> [ASSIGNMENT]
Please retype the records below exactly, from the first line down to and including the line with "fn read_key(path: &Path)".

> [DATASET EXTRACT]
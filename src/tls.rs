//! Optional TLS for the wire listener. Clients negotiate it through the
//! usual postgres SSLRequest handshake.

use std::fs::File;
use std::io::{self, BufReader, ErrorKind};
use std::path::Path;
use std::sync::Arc;

use pgwire::tokio::TlsAcceptor;
use pgwire::tokio::tokio_rustls::rustls;
use pgwire::tokio::tokio_rustls::rustls::pki_types::{CertificateDer, PrivateKeyDer};

use crate::config::ServerConfig;

fn invalid(msg: impl Into<String>) -> io::Error {
    io::Error::new(ErrorKind::InvalidInput, msg.into())
}

fn read_chain(path: &Path) -> io::Result<Vec<CertificateDer<'static>>> {
    let chain = rustls_pemfile::certs(&mut BufReader::new(File::open(path)?)).collect::<Result<Vec<_>, _>>()?;
    if chain.is_empty() {
        return Err(invalid(format!("{}: no certificates", path.display())));
    }
    Ok(chain)
}

fn read_key(path: &Path) -> io::Result<PrivateKeyDer<'static>> {
    rustls_pemfile::private_key(&mut BufReader::new(File::open(path)?))?
        .ok_or_else(|| invalid(format!("{}: no private key", path.display())))
}

/// `None` when TLS is not configured. A certificate without a key (or the
/// reverse) is a startup error rather than a silent plaintext fallback.
pub fn acceptor(config: &ServerConfig) -> io::Result<Option<TlsAcceptor>> {
    let (cert, key) = match (config.tls_cert.as_deref(), config.tls_key.as_deref()) {
        (None, None) => return Ok(None),
        (Some(cert), Some(key)) => (Path::new(cert), Path::new(key)),
        _ => return Err(invalid("CREWPLAN_TLS_CERT and CREWPLAN_TLS_KEY go together")),
    };

    let mut server = rustls::ServerConfig::builder()
        .with_no_client_auth()
        .with_single_cert(read_chain(cert)?, read_key(key)?)
        .map_err(|e| invalid(e.to_string()))?;
    server.alpn_protocols = vec![b"postgresql".to_vec()];

    tracing::info!(cert = %cert.display(), "tls enabled");
    Ok(Some(TlsAcceptor::from(Arc::new(server))))
}

#[cfg(test)]
mod tests {
    use super::*;

    #[test]
    fn plaintext_without_files() {
        assert!(acceptor(&ServerConfig::default()).unwrap().is_none());
    }

    #[test]
    fn cert_without_key_is_rejected() {
        let config = ServerConfig {
            tls_cert: Some("server.crt".into()),
            ..ServerConfig::default()
        };
        let err = acceptor(&config).err().unwrap();
        assert_eq!(err.kind(), ErrorKind::InvalidInput);
    }

    #[test]
    fn missing_certificate_file() {
        let config = ServerConfig {
            tls_cert: Some("/nonexistent/crewplan.crt".into()),
            tls_key: Some("/nonexistent/crewplan.key".into()),
            ..ServerConfig::default()
        };
        let err = acceptor(&config).err().unwrap();
        assert_eq!(err.kind(), ErrorKind::NotFound);
    }

    #[test]
    fn empty_pem_has_no_certificates() {
        let dir = std::env::temp_dir().join("crewplan_test_tls");
        std::fs::create_dir_all(&dir).unwrap();
        let pem = dir.join("empty.pem");
        std::fs::write(&pem, "").unwrap();
        let config = ServerConfig {
            tls_cert: Some(pem.display().to_string()),
            tls_key: Some(pem.display().to_string()),
            ..ServerConfig::default()
        };
        let err = acceptor(&config).err().unwrap();
        assert_eq!(err.kind(), ErrorKind::InvalidInput);
    }
}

> [SOLUTION TO THIS EXERCISE]
filename src/tls.rs
//! Optional TLS for the wire listener. Clients negotiate it through the
//! usual postgres SSLRequest handshake.

use std::fs::File;
use std::io::{self, BufReader, ErrorKind};
use std::path::Path;
use std::sync::Arc;

use pgwire::tokio::TlsAcceptor;
use pgwire::tokio::tokio_rustls::rustls;
use pgwire::tokio::tokio_rustls::rustls::pki_types::{CertificateDer, PrivateKeyDer};

use crate::config::ServerConfig;

fn invalid(msg: impl Into<String>) -> io::Error {
    io::Error::new(ErrorKind::InvalidInput, msg.into())
}

fn read_chain(path: &Path) -> io::Result<Vec<CertificateDer<'static>>> {
    let chain = rustls_pemfile::certs(&mut BufReader::new(File::open(path)?)).collect::<Result<Vec<_>, _>>()?;
    if chain.is_empty() {
        return Err(invalid(format!("{}: no certificates", path.display())));
    }
    Ok(chain)
}

fn read_key(path: &Path) -> io::Result<PrivateKeyDer<'static>> {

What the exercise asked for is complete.